First, you must create an input configuration that will hold all the parameters you want to allow to be passed to your recipe.
from typing import Annotated, List
from pydantic import Field
from adaptive_harmony.runtime import (
    InputConfig,
    AdaptiveModel,
    AdaptiveDataset,
    AdaptiveGrader
)

class TrainingConfig(InputConfig):
    model_to_train: Annotated[
        AdaptiveModel,
        Field(
            description="Base model to fine-tune",
            title="Model to Train",
            json_schema_extra={"adaptive_model_kind": "trainable"},
        ),
    ]
    output_model_key: Annotated[
        str,
        Field(
            description="New key for the resulting fine-tuned model",
            title="Output Model Key",
        ),
    ]
    dataset: Annotated[
        AdaptiveDataset,
        Field(
            description="Dataset to be used for training.",
            title="Training Dataset",
        ),
    ]
    graders: Annotated[
        Set[AdaptiveGrader],
        Field(
            description="The graders, or reward functions, to train with. If several graders are provided, the student model will see an aggregate of their grades as an average. The student will learn to maximize that grade.",
            title="Graders",
        ),
    ]



1. Load a model to train

To train a model, you need to use the spawn_train method (see details here). This method creates a trainable instance of your model. We set the world_size (the number of GPU’s that the job is running on) as the tp degree of the model by grabbing it from the recipe context ctx.
from adaptive_harmony.runtime import recipe_main, RecipeContext

@recipe_main
async def training_recipe(config: TrainingConfig, ctx: RecipeContext):
    client = ctx.client    
    # Spawn the model for training
    model = await client.model(config.model_to_train.path).tp(ctx.world_size).spawn_train("main", 4096)

2. Load a dataset

You can load datasets from Adaptive or external sources:
from adaptive_harmony.core.dataset import load_adaptive_dataset

# Load from Adaptive
dataset = load_adaptive_dataset(config.dataset.file)

3. Set up Graders

For reinforcement learning training, you’ll need reward functions. Below, we show the very common case where you have a reward strategy with several components and you want to have a final reward by aggregating all your grader score. You can use the CombinedGrader class to do this aggregation.
from adaptive_harmony.graders import Grader, CombinedGrader

graders = [Grader.from_config(grader, client) for grader in config.graders]
combined_grader = CombinedGrader(graders)
combined_grader.setup()
The setup method should always be called on a grader before it is used, it makes sure to spawn your AI judges if you have AI judges graders (this is why you also pass the client to graders). If you have a CombinedGrader class, calling setup on it on it will make sure to call the setup method on every child grader.
You do not need to rely solely on Graders you import from Adaptive to train on; you can write your own custom grader within your recipe, and pass it to CombinedGrader along with other graders you’ve created and registered in the platform.

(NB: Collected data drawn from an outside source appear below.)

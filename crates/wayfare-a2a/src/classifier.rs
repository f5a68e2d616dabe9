//! Phase classifier for streamed agent output.
//!
//! A small edge-triggered state machine: each phase (tool invocation,
//! answer composition) announces itself at most once per stream, however
//! many chunks of that kind arrive. Stream exhaustion produces the single
//! terminal event.

use serde::Deserialize;
use wayfare_core::ids::{ContextId, TaskId};

use crate::agent::AgentChunk;
use crate::types::{Message, TaskState, TaskStatus, TaskStatusUpdateEvent};

pub const TOOL_PHASE_TEXT: &str = "Processing the trip plan (with plugins)...";
pub const MESSAGE_PHASE_TEXT: &str = "Building the trip plan...";
pub const FALLBACK_TEXT: &str =
    "We are unable to process your request at the moment. Please try again.";

/// The structured final payload the agent is expected to emit as its
/// accumulated answer. Anything that does not parse as this schema is a
/// failure; acceptance is deliberately not widened beyond it.
#[derive(Debug, Deserialize)]
struct FinalPayload {
    status: FinalStatus,
    message: String,
}

#[derive(Debug, Clone, Copy, Deserialize)]
#[serde(rename_all = "snake_case")]
enum FinalStatus {
    InputRequired,
    Completed,
    Error,
}

impl FinalStatus {
    fn task_state(self) -> TaskState {
        match self {
            FinalStatus::Completed => TaskState::Completed,
            FinalStatus::InputRequired => TaskState::InputRequired,
            FinalStatus::Error => TaskState::Failed,
        }
    }
}

#[derive(Debug)]
pub struct PhaseClassifier {
    task_id: TaskId,
    context_id: ContextId,
    tool_announced: bool,
    message_announced: bool,
}

impl PhaseClassifier {
    pub fn new(task_id: TaskId, context_id: ContextId) -> Self {
        Self {
            task_id,
            context_id,
            tool_announced: false,
            message_announced: false,
        }
    }

    /// Inspect one chunk, emitting at most one `working` announcement on
    /// the first entry into each phase.
    pub fn observe(&mut self, chunk: &AgentChunk) -> Option<TaskStatusUpdateEvent> {
        match chunk {
            AgentChunk::ToolSignal => {
                if self.tool_announced {
                    return None;
                }
                self.tool_announced = true;
                Some(self.working_event(TOOL_PHASE_TEXT))
            }
            AgentChunk::Text(_) => {
                if self.message_announced {
                    return None;
                }
                self.message_announced = true;
                Some(self.working_event(MESSAGE_PHASE_TEXT))
            }
        }
    }

    /// Classify the accumulated text into the terminal event. This is the
    /// only event in the stream with `final = true`.
    pub fn finish(self, accumulated: &str) -> TaskStatusUpdateEvent {
        let (state, text) = match serde_json::from_str::<FinalPayload>(accumulated) {
            Ok(payload) => (payload.status.task_state(), payload.message),
            Err(_) => (TaskState::Failed, FALLBACK_TEXT.to_string()),
        };
        self.event(state, &text, true)
    }

    /// Terminal failure event for an invocation that never produced a
    /// usable stream (collaborator error or timeout).
    pub fn failure_event(task_id: TaskId, context_id: ContextId) -> TaskStatusUpdateEvent {
        PhaseClassifier::new(task_id, context_id).event(TaskState::Failed, FALLBACK_TEXT, true)
    }

    fn working_event(&self, text: &str) -> TaskStatusUpdateEvent {
        self.event(TaskState::Working, text, false)
    }

    fn event(&self, state: TaskState, text: &str, is_final: bool) -> TaskStatusUpdateEvent {
        TaskStatusUpdateEvent {
            task_id: self.task_id.clone(),
            context_id: Some(self.context_id.clone()),
            status: TaskStatus::now(state, Some(Message::agent_text(text))),
            is_final,
        }
    }
}

#[cfg(test)]
mod tests {
    use super::*;

    fn classifier() -> PhaseClassifier {
        PhaseClassifier::new(TaskId::from("t-1"), ContextId::from("ctx-1"))
    }

    fn status_text(event: &TaskStatusUpdateEvent) -> &str {
        event
            .status
            .message
            .as_ref()
            .and_then(|m| m.first_text())
            .unwrap()
    }

    #[test]
    fn tool_announcement_fires_once() {
        let mut c = classifier();
        let first = c.observe(&AgentChunk::ToolSignal).unwrap();
        assert_eq!(first.status.state, TaskState::Working);
        assert_eq!(status_text(&first), TOOL_PHASE_TEXT);
        assert!(!first.is_final);
        for _ in 0..5 {
            assert!(c.observe(&AgentChunk::ToolSignal).is_none());
        }
    }

    #[test]
    fn message_announcement_fires_once_despite_interleaving() {
        let mut c = classifier();
        assert!(c.observe(&AgentChunk::ToolSignal).is_some());
        let first = c.observe(&AgentChunk::Text("a".into())).unwrap();
        assert_eq!(status_text(&first), MESSAGE_PHASE_TEXT);
        assert!(c.observe(&AgentChunk::ToolSignal).is_none());
        assert!(c.observe(&AgentChunk::Text("b".into())).is_none());
    }

    #[test]
    fn structured_completed_payload_becomes_completed_terminal() {
        let event = classifier().finish(r#"{"status":"completed","message":"Your itinerary is ready."}"#);
        assert!(event.is_final);
        assert_eq!(event.status.state, TaskState::Completed);
        assert_eq!(status_text(&event), "Your itinerary is ready.");
    }

    #[test]
    fn input_required_payload_keeps_its_status() {
        let event =
            classifier().finish(r#"{"status":"input_required","message":"Which city?"}"#);
        assert_eq!(event.status.state, TaskState::InputRequired);
        assert_eq!(status_text(&event), "Which city?");
    }

    #[test]
    fn error_payload_maps_to_failed() {
        let event = classifier().finish(r#"{"status":"error","message":"no route"}"#);
        assert_eq!(event.status.state, TaskState::Failed);
    }

    #[test]
    fn unparseable_text_fails_with_fallback() {
        let event = classifier().finish("free-form prose, not the schema");
        assert!(event.is_final);
        assert_eq!(event.status.state, TaskState::Failed);
        assert_eq!(status_text(&event), FALLBACK_TEXT);
    }

    #[test]
    fn empty_accumulation_fails_with_fallback() {
        let event = classifier().finish("");
        assert_eq!(event.status.state, TaskState::Failed);
        assert_eq!(status_text(&event), FALLBACK_TEXT);
    }
}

4. Call your training class

Everything is now setup to call and run your training class. The GRPO class will run the main training loop.
from adaptive_harmony.common.grpo import GRPO
from adaptive_harmony.metric_logger import get_prod_logger

logger = get_prod_logger()

# Run training
await GRPO(
    dataset=train_dataset,
    model=policy_model,
    grader=grader
    logger=logger
).run()

5. Save Your trained model

After training, save your model using the model.save() method. If you want to guarantee there are no model key collisions (in case you’ve saved a model with the same key in the past), you can use the save_model_safely method instead.
from adaptive_harmony.runtime import save_model_safely

# Save with a custom name
await model.save(config.output_model_key)

# Save safely; if a model with same key exists in the model registry already,
# a simple timestamp will be added to the end of your user-defined key
save_model_safely(
    training_model=model,
    model_key=config.output_model_key
)

Training classes

Harmony provides four main training algorithms, each suited for different use cases:

SFT (Supervised Fine-Tuning)

SFT is the foundation training method that teaches a model to follow instructions using demonstration data.
from adaptive_harmony.common.sft import SFT

# Run SFT training
sft = SFT(
    dataset=dataset,
    model=model,
    lr=1e-5,
    samples_per_batch=512,
    max_grad_norm=1.0
)
await sft.run()
Key Parameters:
  • dataset: List of StringThread objects containing training examples
  • model: Training model instance
  • lr: Learning rate
  • samples_per_batch: Batch size
  • max_grad_norm: Gradient clipping norm

PPO (Proximal Policy Optimization)

PPO is a reinforcement learning algorithm that uses a reward function to improve model behavior, and estimates token-level advantages during training by use of a separate value model.
from adaptive_harmony.common.ppo import PPO

# Run PPO training
await PPO(
    dataset=dataset,
    model=policy_model,
    value_model=value_model,
    grader=grader,
    lr_policy=0.75e-6,
    lr_value=1e-6,
    samples_per_batch=128,
    max_grad_norm=1.0,
    clip_range=0.1,
    kl_beta=0.01,
    max_num_ppo_steps=100
).run()
Key Parameters:
  • dataset: List of StringThread prompts
  • policy_model: Policy model for training
  • value_model: Value model for advantage estimation
  • grader: Grader that returns reward values
  • lr_policy: Policy learning rate
  • lr_value: Value learning rate
  • kl_beta: KL divergence penalty coefficient
  • samples_per_batch: Number of samples that compose a single PPO step
  • max_num_ppo_steps: Total number of PPO training steps to take

GRPO (Group Relative Policy Optimization)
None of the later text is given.